2 Appellant challenges the first bolded statement as requiring the word “knowingly” to precede “visit,” so that the condition should read: “You will not possess or consume any illegal drugs and will not knowingly visit places where intoxicants, drugs or other dangerous substances are unlawfully sold, dispensed or used.” He relies on Sandoval v. State, 337 So. 3d 5 (Fla 4th DCA 2022), which remanded a probation order to include that term. Id. at 7; see also Nelson v. State, 669 So. 2d 1145, 1147 (Fla. 4th DCA 1996). Nelson pointed out that the general condition of probation in section 948.03(1)(m), Florida Statutes (1995), included the word “knowingly.” See § 948.03(1)(n), Fla. Stat. (2022) (stating “[t]he probationer or community controllee may not knowingly visit places where intoxicants, drugs, or other dangerous substances are unlawfully sold, dispensed, or used”) (emphasis supplied).

Based on Sandoval and Nelson, we agree that the court should amend the statement in condition 5 to include that the probationer must not “knowingly” visit the places enumerated in the statute.

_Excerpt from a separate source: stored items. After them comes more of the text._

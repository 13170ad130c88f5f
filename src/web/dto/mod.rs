//! Data Transfer Objects for Web API.

pub mod request;
pub mod response;
pub mod validation;

pub use request::*;
pub use response::*;
pub use validation::{ApiPath, ApiQuery, ValidatedJson};
//! Logging setup for fileshelf.
//!
//! The configured level applies to this crate and to request traces from
//! `tower_http`. sqlx query logging stays at `warn` unless `RUST_LOG` asks for
//! more; a set `RUST_LOG` replaces these defaults entirely.

use std::fs::{self, OpenOptions};
use std::path::Path;
use std::sync::Arc;

use tracing_subscriber::prelude::*;
use tracing_subscriber::EnvFilter;

use crate::config::LoggingConfig;
use crate::Result;

const KNOWN_LEVELS: [&str; 5] = ["trace", "debug", "info", "warn", "error"];

/// Normalize a configured level, falling back to `info`.
fn normalize_level(level: &str) -> &'static str {
    let level = level.trim().to_ascii_lowercase();
    let level = if level == "warning" { "warn" } else { level.as_str() };
    KNOWN_LEVELS
        .into_iter()
        .find(|known| *known == level)
        .unwrap_or("info")
}

/// Default filter directives for a configured level.
fn default_directives(level: &str) -> String {
    let level = normalize_level(level);
    format!("fileshelf={level},tower_http={level},sqlx=warn,warn")
}

fn build_filter(level: &str) -> EnvFilter {
    EnvFilter::try_from_default_env().unwrap_or_else(|_| EnvFilter::new(default_directives(level)))
}

/// Initialize logging to stdout and, when `config.file` is set, to that file.
///
/// The log file is appended to, so restarts keep earlier history. Its parent
/// directory is created if needed.
pub fn init(config: &LoggingConfig) -> Result<()> {
    let filter = build_filter(&config.level);
    let stdout = tracing_subscriber::fmt::layer()
        .with_writer(std::io::stdout)
        .with_target(true);

    if config.file.trim().is_empty() {
        tracing_subscriber::registry()
            .with(stdout)
            .with(filter)
            .init();
        return Ok(());
    }

    let path = Path::new(&config.file);
    if let Some(parent) = path.parent() {
        if !parent.as_os_str().is_empty() {
            fs::create_dir_all(parent)?;
        }
    }
    let log_file = Arc::new(OpenOptions::new().create(true).append(true).open(path)?);

    tracing_subscriber::registry()
        .with(stdout)
        .with(
            tracing_subscriber::fmt::layer()
                .with_writer(log_file)
                .with_ansi(false)
                .with_target(true),
        )
        .with(filter)
        .init();

    Ok(())
}

/// Initialize console-only logging, used when the log file cannot be opened.
pub fn init_console_only(level: &str) {
    tracing_subscriber::registry()
        .with(tracing_subscriber::fmt::layer().with_target(true))
        .with(build_filter(level))
        .init();
}
//! Error types for the upstream wire protocol.

/// Errors raised while decoding the upstream byte stream or encoding
/// outbound lines.
///
/// Every decoding variant is fatal to the connection that produced it:
/// once a decoder has returned one of these it refuses further input.
#[derive(Debug, Clone, PartialEq, Eq, thiserror::Error)]
pub enum ProtocolError {
    /// A byte other than an ASCII digit or `,` appeared in a length prefix.
    #[error("unexpected byte 0x{byte:02x} in length prefix at stream offset {offset}")]
    UnexpectedByte {
        /// The offending byte.
        byte: u8,
        /// Offset of the byte from the start of the stream.
        offset: usize,
    },

    /// The length prefix does not fit in a `usize`.
    #[error("length prefix overflows")]
    LengthOverflow,

    /// The length prefix exceeds the configured maximum frame length.
    #[error("declared frame length {declared} exceeds maximum {max}")]
    FrameTooLarge {
        /// Length announced by the prefix (so far).
        declared: usize,
        /// Configured maximum.
        max: usize,
    },

    /// The payload is not valid UTF-8 JSON.
    #[error("invalid payload: {0}")]
    InvalidPayload(String),

    /// The decoder already failed and no longer accepts input.
    #[error("decoder has failed and accepts no further input")]
    DecoderFailed,

    /// An outbound command or player name would break line framing.
    #[error("invalid command: {0}")]
    InvalidCommand(String),
}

Condition five also required appellant to submit to drug testing at his own expense. While submission to drug testing is a general condition of probation, see section 948.03(1)(l)1., Florida Statutes (2022), payment by the probationer is not part of that general condition. The court did not orally pronounce the requirement that appellant pay for testing, and in Metellus, we held that payment at the probationer’s expense was a special condition which must be orally pronounced. See Metellus, 310 So. 3d at 93. We considered the requirement to pay for testing to be an increase in punishment. Id. at 94. Thus, the condition that appellant pay for drug testing must be stricken from the conditions of probation, which the State concedes.

Condition five next prohibited appellant from consuming narcotics “unless prescribed and consumed as directed by a physician.” This is a general condition of probation. See § 948.03(1)(n), Fla. Stat. (stating probationer is prohibited “from using intoxicants to excess or possessing any drugs or narcotics unless prescribed by a physician”). The written order then stated that appellant must provide his probation officer proof of a prescription by February 5, 2022. Appellant contends that this time deadline was not orally pronounced and must be stricken as a violation of double jeopardy. We disagree.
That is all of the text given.